In 2004, the Department of Health of South Africa’s Free State province began to provide ART to people infected with HIV. A special concern was that high value commodities would be available at the periphery of the health system and that system leakage could undermine th eprogramme. CIET implemented a baseline household survey just as the roll out of the ART programme was initiated.

Such were the precautions against system leakage that the emerging theme over the following years was access to ART. In order not to raise expectations it could not meet, the provincial government did not disseminate information about ART — essentially limiting the supply of ARVs to those nearest the ART centres. For the rest, ignorance and disinformation about ART provided a very unfavourable environment for rollout.

A communication campaign based on the findings of the baseline study was agreed with the Free State government (Click here to download a description of some of the materials prepared.).
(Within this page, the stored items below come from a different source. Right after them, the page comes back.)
pub mod controller;
pub mod patterns;
pub mod policy;
pub mod sink;
pub mod strategies;
pub mod surface;
pub mod types;

pub use controller::{ControllerStats, FeedbackController, HoldReason, PassReport};
pub use patterns::{HourBucket, UserActivityMonitor, UserPatternTracker};
pub use policy::{
    ArchiveReason, ArchivedFeedback, DeliveryRecovery, RecoveryAction, RequeueRecovery,
    RetryPolicy,
};
pub use sink::{FeedbackSink, feedback_type_for};
pub use strategies::{InlineCommentStrategy, StatusBarStrategy, reference_strategies};
pub use surface::{
    DisplayLevel, FeedbackSurface, InlineComment, LogSurface, NotificationHandle,
    RecordingSurface, StatusNotification,
};
pub use types::{
    Feedback, FeedbackContext, FeedbackMetadata, FeedbackResponse, FeedbackStrategy,
    FeedbackType, ResponseAction, StrategyKind,
};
As it turned out, the government of Free State did not implement the planned communication campaign. CIET then examined testing their effectiveness in a randomised controlled trial in a selection of baseline survey sites.

Three different communication strategies were evaluated: 
– In three communities we invited community members involved in service provision related to HIV and AIDS to attend a community forum to discuss the results of the 2004 baseline study and formulate plans for a way forward. 
– In three communities we presented the audio drama to community groups and facilitated discussions around the content. 
– In three communities we combined the two above strategies by holding community forums and presenting Episode 9 of the BVV audio series. 
– A further 30 sites from the baseline provided a control group.

The 2007 follow-up household survey found an encouragingly high level of acceptance of ART in all the communities.The most effective of the three strategies was the combination of interventions, while the individual interventions on their own showed unimpressive improvements over the control communities. Significantly more people in the combined intervention communities had heard of ART and more of them knew the appropriate time of its use. More members of the combined intervention communities believed ART can help someone with AIDS and more said they would take ARTs if they needed them in future.

This project was supported by Canada’s International Development Research Centre (IDRC).